BEGIN The data

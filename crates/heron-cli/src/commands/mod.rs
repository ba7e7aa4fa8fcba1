//! CLI command implementations.

pub mod compile;
pub mod disasm;
pub mod run;

use anyhow::{Context as _, Result};
use clap::Args;
use heron_vm_bytecode::verify::{check_operands, max_stack_depth};
use heron_vm_compiler::ast::Script;
use heron_vm_compiler::{CompileOptions, Compiler, FunctionUnit, resolve_script};
use std::path::{Path, PathBuf};
use std::sync::Arc;

use crate::config::Config;

/// Input options shared by every command
#[derive(Args)]
pub struct TreeInput {
    /// JSON-encoded syntax tree
    pub tree: PathBuf,

    /// Assign variable slots before compiling (for trees without resolution)
    #[arg(long)]
    pub resolve: bool,
}

impl TreeInput {
    /// Read, optionally resolve, and compile the tree
    pub fn compile(&self, config: &Config) -> Result<Arc<FunctionUnit>> {
        self.compile_with(config.compiler.compile_options())
    }

    pub fn compile_with(&self, options: CompileOptions) -> Result<Arc<FunctionUnit>> {
        let mut script = read_tree(&self.tree)?;
        if self.resolve {
            resolve_script(&mut script);
        }
        Compiler::with_options(options)
            .compile(&script)
            .with_context(|| format!("Failed to compile {}", self.tree.display()))
    }
}

fn read_tree(path: &Path) -> Result<Script> {
    let content = std::fs::read_to_string(path)
        .with_context(|| format!("Failed to read {}", path.display()))?;
    serde_json::from_str(&content).with_context(|| format!("Invalid syntax tree in {}", path.display()))
}

/// Read a compiled unit written by `heron compile`
pub fn read_unit(path: &Path) -> Result<Arc<FunctionUnit>> {
    let content = std::fs::read_to_string(path)
        .with_context(|| format!("Failed to read {}", path.display()))?;
    let unit: FunctionUnit = serde_json::from_str(&content)
        .with_context(|| format!("Invalid compiled unit in {}", path.display()))?;
    verify_unit(&unit).with_context(|| format!("Malformed bytecode in {}", path.display()))?;
    Ok(Arc::new(unit))
}

/// Check that a unit and its nested units stay inside their tables, frame
/// slots and declared stack sizes
fn verify_unit(unit: &FunctionUnit) -> Result<()> {
    check_operands(unit).with_context(|| format!("in {}", unit.display_name()))?;
    let depth = max_stack_depth(&unit.code)?;
    if depth > u32::from(unit.layout.max_stack) {
        anyhow::bail!(
            "{} needs {} stack slots but declares {}",
            unit.display_name(),
            depth,
            unit.layout.max_stack
        );
    }
    unit.functions.iter().try_for_each(|nested| verify_unit(nested))
}

#[cfg(test)]
mod tests {
    use super::*;
    use heron_vm_core::{Context, Value};

    const TREE: &str = r#"{
        "source_name": "sum.js",
        "body": {
            "body": [
                {"line": 1, "kind": {"Var": [{"name": {"name": "x"}, "init": {"Number": 40.0}}]}},
                {"line": 2, "kind": {"Expr": {"Binary": {
                    "op": "Add",
                    "left": {"Name": {"name": "x"}},
                    "right": {"Number": 2.0}
                }}}}
            ]
        }
    }"#;

    #[test]
    fn test_tree_to_unit_and_back() {
        let dir = tempfile::tempdir().unwrap();
        let tree_path = dir.path().join("sum.json");
        std::fs::write(&tree_path, TREE).unwrap();

        let input = TreeInput {
            tree: tree_path,
            resolve: true,
        };
        let unit = input.compile(&Config::default()).unwrap();

        let unit_path = dir.path().join("sum.unit.json");
        std::fs::write(&unit_path, serde_json::to_string(&*unit).unwrap()).unwrap();
        let loaded = read_unit(&unit_path).unwrap();
        assert_eq!(loaded.code, unit.code);

        let result = Context::new().execute_script(loaded).unwrap();
        assert_eq!(result, Value::from(42));
    }

    #[test]
    fn test_understated_stack_is_rejected() {
        let dir = tempfile::tempdir().unwrap();
        let tree_path = dir.path().join("sum.json");
        std::fs::write(&tree_path, TREE).unwrap();
        let input = TreeInput {
            tree: tree_path,
            resolve: true,
        };
        let mut unit = (*input.compile(&Config::default()).unwrap()).clone();
        unit.layout.max_stack = 0;

        let unit_path = dir.path().join("bad.unit.json");
        std::fs::write(&unit_path, serde_json::to_string(&unit).unwrap()).unwrap();
        assert!(read_unit(&unit_path).is_err());
    }

    #[test]
    fn test_missing_table_entry_is_rejected() {
        let dir = tempfile::tempdir().unwrap();
        let tree_path = dir.path().join("sum.json");
        std::fs::write(&tree_path, TREE).unwrap();
        let input = TreeInput {
            tree: tree_path,
            resolve: true,
        };
        let mut unit = (*input.compile(&Config::default()).unwrap()).clone();
        unit.strings.clear();

        let unit_path = dir.path().join("bad.unit.json");
        std::fs::write(&unit_path, serde_json::to_string(&unit).unwrap()).unwrap();
        let err = read_unit(&unit_path).unwrap_err();
        assert!(format!("{:#}", err).contains("string index 0"));
    }
}
#[test]
fn test_delete_and_in() {
    // var o = {a: 1, b: 2}; delete o.a; ("a" in o) + "," + ("b" in o)
    let result = eval(vec![
        Stmt::var(
            "o",
            Some(object(&[("a", Expr::num(1.0)), ("b", Expr::num(2.0))])),
        ),
        Stmt::expr(Expr::unary(
            UnaryOp::Delete,
            Expr::member(Expr::name("o"), "a"),
        )),
        Stmt::expr(bin(
            BinaryOp::Add,
            bin(
                BinaryOp::Add,
                bin(BinaryOp::In, Expr::str("a"), Expr::name("o")),
                Expr::str(","),
            ),
            bin(BinaryOp::In, Expr::str("b"), Expr::name("o")),
        )),
    ]);
    assert_eq!(result, Value::from("false,true"));
}

#[test]
fn test_delete_global_name() {
    // g = 1; delete g; typeof g
    let result = eval(vec![
        Stmt::expr(Expr::assign(Expr::name("g"), Expr::num(1.0))),
        Stmt::expr(Expr::unary(UnaryOp::Delete, Expr::name("g"))),
        Stmt::expr(Expr::unary(UnaryOp::TypeOf, Expr::name("g"))),
    ]);
    assert_eq!(result, Value::from("undefined"));
}

#[test]
fn test_array_literal_and_length() {
    // var a = [1, 2, 3]; a[5] = 6; a.length + a[1]
    let result = eval(vec![
        Stmt::var(
            "a",
            Some(Expr::Array(vec![
                Expr::num(1.0),
                Expr::num(2.0),
                Expr::num(3.0),
            ])),
        ),
        Stmt::expr(Expr::assign(
            Expr::index(Expr::name("a"), Expr::num(5.0)),
            Expr::num(6.0),
        )),
        Stmt::expr(bin(
            BinaryOp::Add,
            Expr::member(Expr::name("a"), "length"),
            Expr::index(Expr::name("a"), Expr::num(1.0)),
        )),
    ]);
    assert_eq!(result, Value::from(8));
}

END The data

In full and without edits, repeat the listing above.

**Exercise response**
filename crates/heron-cli/src/commands/mod.rs
repository ba7e7aa4fa8fcba1
//! CLI command implementations.

pub mod compile;
pub mod disasm;
pub mod run;

use anyhow::{Context as _, Result};
use clap::Args;
use heron_vm_bytecode::verify::{check_operands, max_stack_depth};
use heron_vm_compiler::ast::Script;
use heron_vm_compiler::{CompileOptions, Compiler, FunctionUnit, resolve_script};
use std::path::{Path, PathBuf};
use std::sync::Arc;

use crate::config::Config;

/// Input options shared by every command
#[derive(Args)]
pub struct TreeInput {
    /// JSON-encoded syntax tree
    pub tree: PathBuf,

    /// Assign variable slots before compiling (for trees without resolution)
    #[arg(long)]
    pub resolve: bool,
}

impl TreeInput {
    /// Read, optionally resolve, and compile the tree
    pub fn compile(&self, config: &Config) -> Result<Arc<FunctionUnit>> {
        self.compile_with(config.compiler.compile_options())
    }

    pub fn compile_with(&self, options: CompileOptions) -> Result<Arc<FunctionUnit>> {
        let mut script = read_tree(&self.tree)?;
        if self.resolve {
            resolve_script(&mut script);
        }
        Compiler::with_options(options)
            .compile(&script)
            .with_context(|| format!("Failed to compile {}", self.tree.display()))
    }
}

fn read_tree(path: &Path) -> Result<Script> {
    let content = std::fs::read_to_string(path)
        .with_context(|| format!("Failed to read {}", path.display()))?;
    serde_json::from_str(&content).with_context(|| format!("Invalid syntax tree in {}", path.display()))
}

/// Read a compiled unit written by `heron compile`
pub fn read_unit(path: &Path) -> Result<Arc<FunctionUnit>> {
    let content = std::fs::read_to_string(path)
        .with_context(|| format!("Failed to read {}", path.display()))?;
    let unit: FunctionUnit = serde_json::from_str(&content)
        .with_context(|| format!("Invalid compiled unit in {}", path.display()))?;
    verify_unit(&unit).with_context(|| format!("Malformed bytecode in {}", path.display()))?;
    Ok(Arc::new(unit))
}

/// Check that a unit and its nested units stay inside their tables, frame
/// slots and declared stack sizes
fn verify_unit(unit: &FunctionUnit) -> Result<()> {
    check_operands(unit).with_context(|| format!("in {}", unit.display_name()))?;
    let depth = max_stack_depth(&unit.code)?;
    if depth > u32::from(unit.layout.max_stack) {
        anyhow::bail!(
            "{} needs {} stack slots but declares {}",
            unit.display_name(),
            depth,
            unit.layout.max_stack
        );
    }
    unit.functions.iter().try_for_each(|nested| verify_unit(nested))
}

#[cfg(test)]
mod tests {
    use super::*;
    use heron_vm_core::{Context, Value};

    const TREE: &str = r#"{
        "source_name": "sum.js",
        "body": {
            "body": [
                {"line": 1, "kind": {"Var": [{"name": {"name": "x"}, "init": {"Number": 40.0}}]}},
                {"line": 2, "kind": {"Expr": {"Binary": {
                    "op": "Add",
                    "left": {"Name": {"name": "x"}},
                    "right": {"Number": 2.0}
                }}}}
            ]
        }
    }"#;

    #[test]
    fn test_tree_to_unit_and_back() {
        let dir = tempfile::tempdir().unwrap();
        let tree_path = dir.path().join("sum.json");
        std::fs::write(&tree_path, TREE).unwrap();

        let input = TreeInput {
            tree: tree_path,
            resolve: true,
        };
        let unit = input.compile(&Config::default()).unwrap();

        let unit_path = dir.path().join("sum.unit.json");
        std::fs::write(&unit_path, serde_json::to_string(&*unit).unwrap()).unwrap();
        let loaded = read_unit(&unit_path).unwrap();
        assert_eq!(loaded.code, unit.code);

        let result = Context::new().execute_script(loaded).unwrap();
        assert_eq!(result, Value::from(42));
    }

    #[test]
    fn test_understated_stack_is_rejected() {
        let dir = tempfile::tempdir().unwrap();
        let tree_path = dir.path().join("sum.json");
        std::fs::write(&tree_path, TREE).unwrap();
        let input = TreeInput {
            tree: tree_path,
            resolve: true,
        };
        let mut unit = (*input.compile(&Config::default()).unwrap()).clone();
        unit.layout.max_stack = 0;

        let unit_path = dir.path().join("bad.unit.json");
        std::fs::write(&unit_path, serde_json::to_string(&unit).unwrap()).unwrap();
        assert!(read_unit(&unit_path).is_err());
    }

    #[test]
    fn test_missing_table_entry_is_rejected() {
        let dir = tempfile::tempdir().unwrap();
        let tree_path = dir.path().join("sum.json");
        std::fs::write(&tree_path, TREE).unwrap();
        let input = TreeInput {
            tree: tree_path,
            resolve: true,
        };
        let mut unit = (*input.compile(&Config::default()).unwrap()).clone();
        unit.strings.clear();

        let unit_path = dir.path().join("bad.unit.json");
        std::fs::write(&unit_path, serde_json::to_string(&unit).unwrap()).unwrap();
        let err = read_unit(&unit_path).unwrap_err();
        assert!(format!("{:#}", err).contains("string index 0"));
    }
}
#[test]
fn test_delete_and_in() {
    // var o = {a: 1, b: 2}; delete o.a; ("a" in o) + "," + ("b" in o)
    let result = eval(vec![
        Stmt::var(
            "o",
            Some(object(&[("a", Expr::num(1.0)), ("b", Expr::num(2.0))])),
        ),
        Stmt::expr(Expr::unary(
            UnaryOp::Delete,
            Expr::member(Expr::name("o"), "a"),
        )),
        Stmt::expr(bin(
            BinaryOp::Add,
            bin(
                BinaryOp::Add,
                bin(BinaryOp::In, Expr::str("a"), Expr::name("o")),
                Expr::str(","),
            ),
            bin(BinaryOp::In, Expr::str("b"), Expr::name("o")),
        )),
    ]);
    assert_eq!(result, Value::from("false,true"));
}

#[test]
fn test_delete_global_name() {
    // g = 1; delete g; typeof g
    let result = eval(vec![
        Stmt::expr(Expr::assign(Expr::name("g"), Expr::num(1.0))),
        Stmt::expr(Expr::unary(UnaryOp::Delete, Expr::name("g"))),
        Stmt::expr(Expr::unary(UnaryOp::TypeOf, Expr::name("g"))),
    ]);
    assert_eq!(result, Value::from("undefined"));
}

#[test]
fn test_array_literal_and_length() {
    // var a = [1, 2, 3]; a[5] = 6; a.length + a[1]
    let result = eval(vec![
        Stmt::var(
            "a",
            Some(Expr::Array(vec![
                Expr::num(1.0),
                Expr::num(2.0),
                Expr::num(3.0),
            ])),
        ),
        Stmt::expr(Expr::assign(
            Expr::index(Expr::name("a"), Expr::num(5.0)),
            Expr::num(6.0),
        )),
        Stmt::expr(bin(
            BinaryOp::Add,
            Expr::member(Expr::name("a"), "length"),
            Expr::index(Expr::name("a"), Expr::num(1.0)),
        )),
    ]);
    assert_eq!(result, Value::from(8));
}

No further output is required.